Homem inteligente, com sentido crítico acentuado que Deus lhe concedeu e com acontecimentos ricos de significado. Eu e o Gaspar parecíamos dois alunos ávidos do seu saber. Durante uns bons minutos deu-nos a conhecer pontos essenciais da vida atual, sempre documentado por capítulos e versículos da Bíblia que sabia de cor. 

Fala razoavelmente o português porque fez parte durante três anos da unidade policial portuguesa que serviu em Timor; fez um curso intensivo de formação para ser professor, profissão que também exerceu; foi comandante das tropas da resistência; foi prisioneiro dos indonésios e agora, segundo testemunhas, passa o tempo lendo muito, escrevendo e partilhando as suas ideias. Já tenho o seu aval para quando quiser lhe telefonar ou o visitar. Parece que frequentemente é visitado para ser entrevistado. A sua coerência é muito apreciada. Das suas ideias não abdica seja perante quem for, mesmo em face dos indonésios.

Uma grande lição de vida!...

Dia 16 de maio de 2016, segunda feira – Ida à embaixada e outros sítios

Mais uma vez de táxi, a caminho da embaixada de Portugal porque o Gaspar não descansa enquanto os nossos nomes não forem lá registados. Não vá o diabo tecê-las, vale mais prevenir que remediar. À chegada ao edifício deparamo-nos com um grande grupo de timorenses que procuram obter o cartão de cidadão português, a fim de puderem entrar na Europa, Portugal e Inglaterra sobretudo, para estudar ou trabalhar.
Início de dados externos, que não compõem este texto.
//! Flat JSON bodies exchanged with the history REST endpoints.

use serde::{Deserialize, Serialize};

use crate::address::DetailedAddress;
use crate::location::{Coordinates, Location};
use crate::CoreError;

/// `{address, streetAddress?, city?, state?, zipCode?, lat?, lng?, placeId?}`
#[derive(Debug, Clone, PartialEq, Serialize, Deserialize)]
#[serde(rename_all = "camelCase")]
pub struct LocationPayload {
    pub address: String,
    #[serde(default, skip_serializing_if = "Option::is_none")]
    pub street_address: Option<String>,
    #[serde(default, skip_serializing_if = "Option::is_none")]
    pub city: Option<String>,
    #[serde(default, skip_serializing_if = "Option::is_none")]
    pub state: Option<String>,
    #[serde(default, skip_serializing_if = "Option::is_none")]
    pub zip_code: Option<String>,
    #[serde(default, skip_serializing_if = "Option::is_none")]
    pub lat: Option<f64>,
    #[serde(default, skip_serializing_if = "Option::is_none")]
    pub lng: Option<f64>,
    #[serde(default, skip_serializing_if = "Option::is_none")]
    pub place_id: Option<String>,
}

impl From<&Location> for LocationPayload {
    fn from(location: &Location) -> Self {
        let details = &location.detailed_address;
        Self {
            address: location.address.clone(),
            street_address: details.street.clone(),
            city: details.city.clone(),
            state: details.state.clone(),
            zip_code: details.zip_code.clone(),
            lat: location.coordinates.map(|c| c.lat),
            lng: location.coordinates.map(|c| c.lng),
            place_id: location.place_id.clone(),
        }
    }
}

impl TryFrom<LocationPayload> for Location {
    type Error = CoreError;

    /// Fails on a blank address, a lone `lat`/`lng`, or an out-of-range point.
    fn try_from(payload: LocationPayload) -> Result<Self, Self::Error> {
        let coordinates = match (payload.lat, payload.lng) {
            (Some(lat), Some(lng)) => Some(Coordinates::new(lat, lng)?),
            (None, None) => None,
            (lat, lng) => {
                return Err(CoreError::InvalidCoordinates {
                    lat: lat.unwrap_or(f64::NAN),
                    lng: lng.unwrap_or(f64::NAN),
                })
            }
        };
        let mut location = Location::new(&payload.address)?
            .with_details(DetailedAddress {
                street: payload.street_address,
                city: payload.city,
                state: payload.state,
                zip_code: payload.zip_code,
            })
            .with_place_id(payload.place_id);
        location.coordinates = coordinates;
        Ok(location)
    }
}

/// Body of `POST /api/v1/locations/favorites`.
#[derive(Debug, Clone, PartialEq, Serialize, Deserialize)]
pub struct FavoritePayload {
    pub name: String,
    #[serde(flatten)]
    pub location: LocationPayload,
}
Pois é! Aqui em Timor Portugal ainda tem algum significado. Falar português confere estatuto de gente importante que dá acesso a portas e caminhos por que muitos anseiam.

Um grande desejo é de ir estudar para Portugal. Gente que vem das universidades portuguesas tem quase garantido um bom emprego.

Na embaixada, lugar esquisito pois pouco conforto apresenta, pouca atenção nos deram: simplesmente o número de telefone da embaixada e o e-mail, aconselhando-nos a fazer o registo por correio eletrónico.

Depois fomos ao Páteo, beber um café dos nossos e fazer algumas compras, algumas bem portuguesas como o garrafão de vinho Castelões e latas de sardinhas Ramirez.

Longe da pátria, tudo sabe bem, nem que seja uma côdea de pão para matar saudades.

Telefonema para Austrália

Mais outra surpresa. Quando saí de Malcata,  prometi à família que, aproveitando a vinda a Timor, iria visitar o primo Quim, a residir na Austrália. Hoje foi o dia escolhido para lhe telefonar. Com sucesso, pois fui atendido de imediato. Conversámos de algumas coisas e ficou combinado de que, antes de regressar a Portugal, lhe iria fazer uma visita. Ficou com o meu contato para poder-me telefonar.

Já não vejo o primo Quim há mais de 30 anos, pelo que o nosso encontro vai ser com certeza emocionante, a lembrar os nossos tempos de infância,  os lugares de Malcata, as pessoas que já partiram e as que ainda vivem. Espero ansiosamente pelo encontro…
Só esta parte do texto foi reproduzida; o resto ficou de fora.